(Beginning of Dataset)

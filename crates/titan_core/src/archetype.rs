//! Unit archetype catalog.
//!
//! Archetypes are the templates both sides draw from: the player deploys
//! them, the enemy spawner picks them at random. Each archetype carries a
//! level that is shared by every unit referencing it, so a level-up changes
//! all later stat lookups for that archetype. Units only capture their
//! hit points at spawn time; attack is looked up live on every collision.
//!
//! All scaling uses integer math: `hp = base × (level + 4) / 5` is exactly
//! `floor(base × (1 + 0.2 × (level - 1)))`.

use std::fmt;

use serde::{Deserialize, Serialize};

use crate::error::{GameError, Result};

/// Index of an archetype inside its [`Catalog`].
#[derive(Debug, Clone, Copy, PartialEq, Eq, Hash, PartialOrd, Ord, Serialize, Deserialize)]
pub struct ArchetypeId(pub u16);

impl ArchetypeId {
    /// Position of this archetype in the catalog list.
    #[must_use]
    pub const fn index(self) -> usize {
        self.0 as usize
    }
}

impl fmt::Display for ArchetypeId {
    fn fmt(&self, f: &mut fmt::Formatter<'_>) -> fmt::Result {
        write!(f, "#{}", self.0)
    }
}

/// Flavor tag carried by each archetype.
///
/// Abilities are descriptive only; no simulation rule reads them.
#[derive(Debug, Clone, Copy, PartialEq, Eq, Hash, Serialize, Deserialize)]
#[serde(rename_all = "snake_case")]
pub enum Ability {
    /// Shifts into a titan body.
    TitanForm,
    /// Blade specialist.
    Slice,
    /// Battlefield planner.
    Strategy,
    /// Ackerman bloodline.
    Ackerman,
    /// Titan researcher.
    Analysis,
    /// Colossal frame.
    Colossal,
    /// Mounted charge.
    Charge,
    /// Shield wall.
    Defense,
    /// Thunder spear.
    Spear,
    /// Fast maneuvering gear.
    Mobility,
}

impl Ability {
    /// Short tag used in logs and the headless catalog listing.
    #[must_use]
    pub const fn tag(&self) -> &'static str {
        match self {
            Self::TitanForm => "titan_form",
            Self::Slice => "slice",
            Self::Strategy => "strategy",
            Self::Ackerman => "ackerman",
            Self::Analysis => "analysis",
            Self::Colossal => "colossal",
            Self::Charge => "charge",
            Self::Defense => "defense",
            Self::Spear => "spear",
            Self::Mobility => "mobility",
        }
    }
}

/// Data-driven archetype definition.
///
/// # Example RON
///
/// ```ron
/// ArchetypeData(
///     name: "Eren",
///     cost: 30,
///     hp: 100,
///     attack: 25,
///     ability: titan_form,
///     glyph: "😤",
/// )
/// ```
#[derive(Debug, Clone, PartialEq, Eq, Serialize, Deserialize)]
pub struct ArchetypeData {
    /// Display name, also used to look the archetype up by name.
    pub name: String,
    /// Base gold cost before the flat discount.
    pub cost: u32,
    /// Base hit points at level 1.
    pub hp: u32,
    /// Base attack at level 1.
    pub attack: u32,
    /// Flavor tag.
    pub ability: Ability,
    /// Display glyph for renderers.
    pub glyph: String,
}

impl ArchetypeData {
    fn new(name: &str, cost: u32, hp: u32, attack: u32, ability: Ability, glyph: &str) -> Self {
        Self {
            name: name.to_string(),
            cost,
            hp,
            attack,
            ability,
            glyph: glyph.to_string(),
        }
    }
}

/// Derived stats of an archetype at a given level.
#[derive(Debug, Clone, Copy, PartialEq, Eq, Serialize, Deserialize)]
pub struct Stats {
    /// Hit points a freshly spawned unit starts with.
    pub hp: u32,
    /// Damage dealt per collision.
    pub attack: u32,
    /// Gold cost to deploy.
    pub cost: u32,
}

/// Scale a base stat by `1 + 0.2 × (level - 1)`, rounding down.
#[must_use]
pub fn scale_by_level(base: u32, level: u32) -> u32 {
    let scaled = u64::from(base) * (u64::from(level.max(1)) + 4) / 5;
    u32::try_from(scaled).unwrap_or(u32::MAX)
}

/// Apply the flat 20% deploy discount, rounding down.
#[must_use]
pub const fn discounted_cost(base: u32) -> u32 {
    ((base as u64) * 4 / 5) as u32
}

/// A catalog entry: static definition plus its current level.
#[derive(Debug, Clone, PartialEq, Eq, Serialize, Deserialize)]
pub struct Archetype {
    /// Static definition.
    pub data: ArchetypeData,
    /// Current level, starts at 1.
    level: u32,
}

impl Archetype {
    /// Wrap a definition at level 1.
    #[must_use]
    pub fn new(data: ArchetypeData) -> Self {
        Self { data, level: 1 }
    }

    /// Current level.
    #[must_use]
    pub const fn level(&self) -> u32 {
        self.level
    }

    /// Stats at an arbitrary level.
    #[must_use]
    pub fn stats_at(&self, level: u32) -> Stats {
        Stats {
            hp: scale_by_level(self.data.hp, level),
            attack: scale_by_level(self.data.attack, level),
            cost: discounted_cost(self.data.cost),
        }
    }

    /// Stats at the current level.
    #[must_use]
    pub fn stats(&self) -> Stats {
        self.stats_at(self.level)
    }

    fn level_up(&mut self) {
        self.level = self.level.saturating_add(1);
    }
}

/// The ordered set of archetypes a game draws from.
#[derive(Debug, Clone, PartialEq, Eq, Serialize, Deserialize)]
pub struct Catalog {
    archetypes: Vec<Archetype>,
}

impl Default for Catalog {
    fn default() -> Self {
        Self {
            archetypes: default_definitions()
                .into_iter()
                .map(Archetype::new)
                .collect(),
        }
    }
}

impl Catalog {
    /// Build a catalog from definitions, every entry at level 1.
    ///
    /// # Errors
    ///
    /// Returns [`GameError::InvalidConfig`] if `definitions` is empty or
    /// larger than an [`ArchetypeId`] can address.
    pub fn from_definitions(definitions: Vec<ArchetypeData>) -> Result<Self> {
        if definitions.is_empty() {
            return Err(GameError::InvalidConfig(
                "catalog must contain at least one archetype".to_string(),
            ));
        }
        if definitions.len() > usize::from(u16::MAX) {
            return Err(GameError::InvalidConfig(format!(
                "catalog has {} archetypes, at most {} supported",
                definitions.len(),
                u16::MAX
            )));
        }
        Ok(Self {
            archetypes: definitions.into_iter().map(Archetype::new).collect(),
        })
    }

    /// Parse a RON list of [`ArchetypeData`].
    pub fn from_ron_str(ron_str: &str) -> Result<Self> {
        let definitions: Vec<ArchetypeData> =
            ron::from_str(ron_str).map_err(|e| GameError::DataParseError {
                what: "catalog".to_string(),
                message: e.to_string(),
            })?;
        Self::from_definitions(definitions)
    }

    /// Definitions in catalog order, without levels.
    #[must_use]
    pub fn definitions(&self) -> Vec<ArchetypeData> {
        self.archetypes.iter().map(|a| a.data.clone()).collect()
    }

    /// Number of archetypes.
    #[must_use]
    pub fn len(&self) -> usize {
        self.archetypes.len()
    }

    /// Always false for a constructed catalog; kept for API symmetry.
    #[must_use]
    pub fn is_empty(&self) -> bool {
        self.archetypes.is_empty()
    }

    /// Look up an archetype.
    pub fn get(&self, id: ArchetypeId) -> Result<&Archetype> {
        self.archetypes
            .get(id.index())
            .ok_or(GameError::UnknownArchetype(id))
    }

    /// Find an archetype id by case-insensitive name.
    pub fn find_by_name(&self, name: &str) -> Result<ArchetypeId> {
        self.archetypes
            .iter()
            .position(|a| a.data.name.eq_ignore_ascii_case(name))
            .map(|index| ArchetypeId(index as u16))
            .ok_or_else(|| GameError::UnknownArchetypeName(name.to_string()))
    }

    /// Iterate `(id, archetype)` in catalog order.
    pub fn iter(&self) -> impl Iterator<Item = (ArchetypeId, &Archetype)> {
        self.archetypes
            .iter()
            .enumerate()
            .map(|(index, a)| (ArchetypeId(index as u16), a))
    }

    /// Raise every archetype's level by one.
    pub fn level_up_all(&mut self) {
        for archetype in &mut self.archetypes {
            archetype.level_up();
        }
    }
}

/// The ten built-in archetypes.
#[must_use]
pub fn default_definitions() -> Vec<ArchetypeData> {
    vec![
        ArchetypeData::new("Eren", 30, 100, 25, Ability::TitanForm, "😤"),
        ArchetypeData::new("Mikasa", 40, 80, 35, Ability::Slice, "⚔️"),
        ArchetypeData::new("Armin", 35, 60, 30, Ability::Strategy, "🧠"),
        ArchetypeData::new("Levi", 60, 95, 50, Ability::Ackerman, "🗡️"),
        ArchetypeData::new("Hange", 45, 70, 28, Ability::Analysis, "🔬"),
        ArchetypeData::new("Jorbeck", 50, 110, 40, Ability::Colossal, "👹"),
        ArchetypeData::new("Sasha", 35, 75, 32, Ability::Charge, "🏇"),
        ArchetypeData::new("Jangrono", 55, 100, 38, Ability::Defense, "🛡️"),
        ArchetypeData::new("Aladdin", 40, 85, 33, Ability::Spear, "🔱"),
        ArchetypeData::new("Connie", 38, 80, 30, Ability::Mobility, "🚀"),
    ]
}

(End of Dataset)

* Activity: Show every line in the entries above that contains the string "Defense".

* Answer to this problem:
    Defense,
            Self::Defense => "defense",
        ArchetypeData::new("Jangrono", 55, 100, 38, Ability::Defense, "🛡️"),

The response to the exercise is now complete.